Motor racing: The big fight that never was
Derick Allsop says Formula One's rule on false starts needs to be rethought
Monday 02 November 1998
The overriding emotion for the neutral observer is again one of frustration, a sense of having been short-changed, even betrayed; lured to the big fight that never was.
They had been paraded as prize fighters about to slug it out, toe to toe, for the ultimate title. Instead, they came out of their respective corners separated by a crowded ring and were never likely to exchange blows.
Hakkinen was shadow boxing in the clear, Schumacher taking them on, one, two, three at a time, like some latter-day western hero in a bar room brawl. He could not, alas, lay out everyone in his path and was eventually incapacitated when his tyre exploded.

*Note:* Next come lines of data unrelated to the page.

//! # Message Dispatcher
//!
//! The per-envelope state machine. Each dispatch validates the parcel,
//! checks channel affinity, resolves a handler, seeds and applies shared
//! state, executes the handler, classifies the outcome, persists the
//! tracking transition, and re-queues the remaining envelopes.
//!
//! Envelopes within one parcel are strictly sequential: the remainder is
//! only resubmitted after the current envelope finishes, so at most one
//! envelope per parcel id is ever in flight. Different parcels run fully
//! concurrently; serializing topic-affecting runs is the coordination
//! protocol's job, not the dispatcher's.

use std::sync::Arc;
use tracing::{debug, info, instrument, warn};

use super::active_tracker::{ActiveMessageGuard, ActiveMessageTracker};
use super::handler::HandlerFailure;
use super::registry::HandlerRegistry;
use crate::error::DispatchError;
use crate::model::{Channel, ChannelMatchStrategy, Parcel, TrackingCode, TypeDescription, TypeMatchStrategy};
use crate::postal::courier::Courier;
use crate::postal::tracking::ParcelTrackingSystem;
use crate::shares::ShareManager;
use crate::topics::messages::RecurringHeaderMessage;

/// How one dispatch call concluded.
#[derive(Debug, Clone, Copy, PartialEq, Eq)]
pub enum DispatchOutcome {
    /// The handler completed; `resent` is whether a successor parcel was
    /// queued for the remaining envelopes.
    Delivered { resent: bool },
    /// The envelope belongs to a channel this dispatcher does not
    /// monitor; the parcel was resent unmodified with no tracking calls.
    Redirected,
    /// The leading recurring-header envelope was stripped and the
    /// remainder resent with no tracking calls.
    RecurringHeaderSkipped,
    /// The handler raised the abort signal; `rescheduled` is whether the
    /// remaining sequence (including the aborted step) was resubmitted.
    Aborted { rescheduled: bool },
}

/// Per-envelope dispatch state machine bound to one channel affinity.
pub struct MessageDispatcher {
    registry: Arc<HandlerRegistry>,
    share_manager: Arc<ShareManager>,
    tracker: Arc<dyn ParcelTrackingSystem>,
    courier: Arc<dyn Courier>,
    active: Arc<ActiveMessageTracker>,
    channel_match_strategy: ChannelMatchStrategy,
    type_match_strategy: TypeMatchStrategy,
}

impl MessageDispatcher {
    pub fn new(
        registry: Arc<HandlerRegistry>,
        share_manager: Arc<ShareManager>,
        tracker: Arc<dyn ParcelTrackingSystem>,
        courier: Arc<dyn Courier>,
    ) -> Self {
        Self {
            registry,
            share_manager,
            tracker,
            courier,
            active: Arc::new(ActiveMessageTracker::new()),
            channel_match_strategy: ChannelMatchStrategy::default(),
            type_match_strategy: TypeMatchStrategy::default(),
        }
    }

    /// Override the channel and type comparison strategies.
    pub fn with_strategies(
        mut self,
        channel_match_strategy: ChannelMatchStrategy,
        type_match_strategy: TypeMatchStrategy,
    ) -> Self {
        self.channel_match_strategy = channel_match_strategy;
        self.type_match_strategy = type_match_strategy;
        self
    }

    /// Share an externally-owned active-message counter, typically the
    /// hosting harness's shutdown gate.
    pub fn with_active_tracker(mut self, active: Arc<ActiveMessageTracker>) -> Self {
        self.active = active;
        self
    }

    /// The active-message counter this dispatcher reports into.
    pub fn active_messages(&self) -> Arc<ActiveMessageTracker> {
        self.active.clone()
    }

    /// Execute the first envelope of `parcel` on behalf of the worker
    /// bound to `bound_channel`.
    #[instrument(
        skip_all,
        fields(display_name = %display_name, tracking_code = %tracking_code, parcel_id = %parcel.id)
    )]
    pub async fn dispatch(
        &self,
        display_name: &str,
        tracking_code: &TrackingCode,
        parcel: Parcel,
        bound_channel: &Channel,
    ) -> Result<DispatchOutcome, DispatchError> {
        if parcel.envelopes.is_empty() {
            return Err(DispatchError::ParcelWithoutEnvelopes);
        }
        let envelope = parcel.envelopes[0].clone();

        if !envelope.payload_type.is_complete() {
            return Err(DispatchError::MessageTypeNotSpecified {
                tracking_code: tracking_code.clone(),
            });
        }

        // Channel affinity: a mixed-channel parcel fans back out through
        // the queue until the owning worker pool picks it up.
        if !envelope.address.matches(bound_channel, self.channel_match_strategy) {
            debug!(
                address = %envelope.address,
                bound = %bound_channel,
                "envelope addressed elsewhere; resending unmodified"
            );
            self.courier.send(&parcel).await?;
            return Ok(DispatchOutcome::Redirected);
        }

        // Recurring-header short-circuit: strip the throwaway envelope a
        // recurring schedule injects, with no tracking calls.
        if envelope.carries(
            &TypeDescription::of::<RecurringHeaderMessage>(),
            self.type_match_strategy,
        ) {
            let remainder = parcel.without_first_envelope();
            if !remainder.envelopes.is_empty() {
                self.courier.send(&remainder).await?;
            }
            return Ok(DispatchOutcome::RecurringHeaderSkipped);
        }

        let _active = ActiveMessageGuard::new(self.active.clone());
        self.tracker.update_attempting(tracking_code).await?;

        let registration = self
            .registry
            .resolve(&envelope.payload_type, self.type_match_strategy)
            .ok_or_else(|| DispatchError::HandlerNotFound {
                message_type: envelope.payload_type.full_name.clone(),
            })?;

        let mut message = (registration.deserialize)(&envelope.serialized_payload)?;
        let mut handler = (registration.build)();

        let mut shared_states = parcel.shared_interface_states.clone();

        // Stateful-handler resume: seed a still-valid prior snapshot, or
        // create fresh state and record it on the parcel so a retry of
        // this envelope can resume idempotently.
        if let Some(hooks) = &registration.state_hooks {
            let existing = shared_states
                .iter()
                .find(|state| {
                    state
                        .source_type
                        .matches(&registration.handler_type, self.type_match_strategy)
                })
                .cloned();
            match existing {
                Some(state) if (hooks.validate)(handler.as_any(), &state) => {
                    debug!(handler = %registration.handler_type, "resuming handler from seeded state");
                    (hooks.seed)(handler.as_any_mut(), &state)?;
                }
                _ => {
                    let fresh = (hooks.create)(handler.as_any())?;
                    (hooks.seed)(handler.as_any_mut(), &fresh)?;
                    shared_states.push(fresh);
                }
            }
        }

        // Forward propagation: every accumulated snapshot whose capability
        // the message declares, in list order; later writes win.
        for state in &shared_states {
            self.share_manager
                .apply_shared_interface_state(state, &mut *message)?;
        }

        let outcome = handler.handle_dyn(&*message).await;

        match outcome {
            Ok(()) => {
                shared_states.extend(
                    self.share_manager
                        .get_shared_interface_states(handler.as_any())?,
                );
                let delivered_payload = (registration.serialize)(&*message)?;
                let delivered = envelope.with_payload(delivered_payload);
                self.tracker.update_delivered(tracking_code, &delivered).await?;
                info!(
                    display_name,
                    message_type = %registration.message_type,
                    "envelope delivered"
                );

                if parcel.envelopes.len() > 1 {
                    let successor = parcel.next_with(shared_states);
                    self.courier.send(&successor).await?;
                    Ok(DispatchOutcome::Delivered { resent: true })
                } else {
                    Ok(DispatchOutcome::Delivered { resent: false })
                }
            }
            Err(HandlerFailure::Abort {
                reason,
                reschedule,
                wait,
            }) => {
                self.tracker.update_aborted(tracking_code, &reason).await?;
                warn!(display_name, reason = %reason, reschedule, "delivery aborted");
                if reschedule {
                    if let Some(wait) = wait {
                        tokio::time::sleep(wait).await;
                    }
                    // The full remaining set, including the envelope that
                    // just aborted, so the same step is retried.
                    let retry = parcel.with_shared_states(shared_states);
                    self.courier.send(&retry).await?;
                }
                Ok(DispatchOutcome::Aborted {
                    rescheduled: reschedule,
                })
            }
            Err(HandlerFailure::Fatal(source)) => {
                self.tracker
                    .update_rejected(tracking_code, &source.to_string())
                    .await?;
                warn!(display_name, error = %source, "delivery rejected");
                Err(DispatchError::Rejected { source })
            }
        }
    }
}

impl std::fmt::Debug for MessageDispatcher {
    fn fmt(&self, f: &mut std::fmt::Formatter<'_>) -> std::fmt::Result {
        f.debug_struct("MessageDispatcher")
            .field("registry", &self.registry)
            .field("channel_match_strategy", &self.channel_match_strategy)
            .field("type_match_strategy", &self.type_match_strategy)
            .finish()
    }
}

Perhaps it was always going to end like that. Perhaps not. The stress he put on his car and tyres made retirement a short odds possibility. What we do know is that the moment his car stalled on the grid, the championship had virtually been decided. Only a breakdown or highly improbable mistake by Hakkinen would have revived Ferrari's hopes of acclaiming their first champion in 19 years.
It was not the scenario the world wanted, even if many would have wallowed in Schumacher's demise. The German has rarely been mistaken for a paragon of virtue and Hakkinen was billed as the good guy in this confrontation.
The electronics/clutch problem which afflicted the Ferrari denied the watching millions - many of whom had crawled from their beds in the middle of the night - the spectacle they had savoured.
Fate, of course, is part of the game, indeed part of the fascination. The past decade has produced a catalogue of showdowns that failed to materialise or go the distance.
Ayrton Senna and Alain Prost had their tit for tat spats in 1989 and 1991, Schumacher and Damon Hill had their coming together at Adelaide '94, Jacques Villeneuve's misfortune handed the crown to Hill in 1996, and last year it passed to the Canadian after Schumacher's ill-starred ram raid.
This time it was different, Schumacher was deprived of his chance on a technicality, a rule that says if a driver stalls he must start at the back of the grid. It is, surely, an excessive and totally unnecessary punishment.
Certainly there will be scant sympathy for Schumacher in some quarters. This will be seen as appropriate retribution. But what of the show? What of the race? This is one rule the authorities should reconsider through the long winter months ahead.
They might, for instance, give a driver a second chance, following the lead of athletics, where a sprinter leaving his blocks before the gun is issued a final warning. A championship that defied the early auguries and fired our senses deserved a better climax than this.